What is a DMSA renal scan?
A DMSA renal scan is a nuclear medicine test that shows pictures of the kidneys and how they are working.
How Boston Children’s Hospital approaches DMSA renal scans
The Nuclear Medicine and Molecular Imaging Program at Boston Children’s is committed to providing a safe, comfortable, and child-friendly atmosphere with:
- specialized nuclear medicine physicians with expertise in interpreting DMSA renal scans in children of all ages
- certified nuclear medicine technologists with years of experience imaging children and teens
- Child Life specialists to help families prior to and during exams
- equipment adapted for pediatric use, which means age-appropriate care for children
- protocols that keep radiation exposure as low as reasonably achievable while assuring high image quality
What is a DMSA renal scan?
- A DMSA renal scan is a diagnostic imaging exam that evaluates the function, size, shape, and position of the kidneys and detects scarring caused by frequent infections.
- Technetium-99m DSMA (dimercapto succinic acid) is a radioisotope that is injected into your child’s veins through an IV prior to the scan. It goes taken up by the kidneys.

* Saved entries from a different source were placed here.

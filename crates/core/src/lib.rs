//! # Kompete Core
//!
//! Report orchestration - no infrastructure dependencies.
//!
//! This crate contains:
//! - Port interfaces for the report backend (traits)
//! - The status poller and the task registry owning poll loops
//! - The report generation client
//! - The per-entity sub-report cache and its staggered prefetch
//! - The report page controller
//!
//! ## Architecture Principles
//! - Only depends on `kompete-domain`
//! - No HTTP or platform code
//! - All external access via traits

pub mod entities;
pub mod polling;
pub mod report;

// Re-export specific items to avoid ambiguity
pub use entities::{
    EntityFetcher, EntityReportCache, Lookup, PendingFetch, PrefetchScheduler, PrefetchSummary,
    SubReportLoader,
};
pub use polling::{PollOutcome, PollerConfig, StatusPoller, TaskRegistry};
pub use report::{
    ControllerSettings, GenerateOutcome, RegenerateScope, ReportBackend, ReportGenerationClient,
    ReportTab, ReportViewController, SubReportSource, TabContent, TabDescriptor, ViewState,
};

- A special camera, called a gamma camera, is used to take pictures of the kidneys and show how the kidneys are working.
When might a DMSA renal scan be needed?
A DMSA renal scan can help assess:
- renal function in the left and right kidneys
- renal ectopia
- horseshoe kidney
- acute renal failure
- multicystic dysplastic kidneys
How should I prepare my child for a DMSA renal scan?
There is no special preparation needed for this test. Your child can eat or drink as usual.
- It is helpful to give your child a simple explanation as to why a DMSA renal scan is needed and assure him/her that you will be with him/her for the entire time.
- You may want to bring your child’s favorite book, toy, or comforting object to use during waiting times.
- We have various DVDs to choose from for your child to watch during the procedure or you can bring one from home.
Between the injection of the radioisotope and the scan, there is a three- to four-hour delay. In addition, the scan time is approximately 20 minutes. Please schedule your day accordingly.
What should I expect when I bring my child to the hospital for a DMSA renal scan?
When you arrive, please go to the Nuclear Medicine check-in desk on the second floor of the main hospital. A clinical intake coordinator will check in your child and verify his or her registration information.
What happens during a DMSA renal scan?
A DMSA renal scan involves three steps: injection of the radioisotope, a waiting period, and the scan.
Injection of the radiopharmaceutical:
- You will be greeted by one of our nuclear medicine technologists who will explain to you and your child what will happen during the study.
- A tiny amount of the radioisotope called Technetium-99m DMSA will be injected into one of your child’s veins by a small needle.
- You and your child will be free to leave the department and then return three to four hours later for the actual imaging. The technologist will give you an exact time to return for imaging.
- This delay allows the kidneys to absorb the radiopharmaceutical.
The DMSA renal scan:
- When you return, your child will be asked to void (use the bathroom).
- Your child will lie on the table and a large camera will be positioned above and below him/her.
- The camera may stay still or move slowly around your child’s body as pictures are taken.
- It is important that your child remains still during the imaging in order to obtain the best quality images possible. Motion will degrade the images and the images will need to be repeated.
- You will be able to stay with your child for the entire time.
The average imaging time is 15 to 20 minutes.
Will my child feel anything during a DMSA renal scan?
Your child may experience some discomfort associated with the insertion of the intravenous needle. The needle used for the procedure is small. Once the radiopharmaceutical is injected, the needle is withdrawn and a bandage is placed over the site of the injection. The area where the injection was given may be a little sore.
Although the camera used to take pictures may appear large and intimidating, it does not touch your child.
Is a DMSA renal scan safe?
We are committed to ensuring that your child receives the smallest radiation dose needed to obtain the desired result.
- Nuclear medicine has been used on babies and children for more than 40 years with no known adverse effects from the low doses employed.
- The radiopharmaceutical contains a very tiny amount of radioactive molecules, but we believe that the benefit to your child’s health outweighs potential radiation risk.
- The camera used to obtain the images does not produce any radiation.
- It is safe to be in the room with your child if you are pregnant or nursing.
What happens after the DMSA renal scan?
Once the DMSA renal scan is complete, the images will be evaluated for quality. If the scan is adequate, your child will be free to leave and resume normal activity.
One of our nuclear medicine physicians will review your child’s images and create a report of the findings and diagnosis.
How do I learn the results of the DMSA renal scan?
The nuclear medicine physician will provide a report to the doctor who ordered your child’s DMSA renal scan. Your child’s doctor will then discuss the results with you.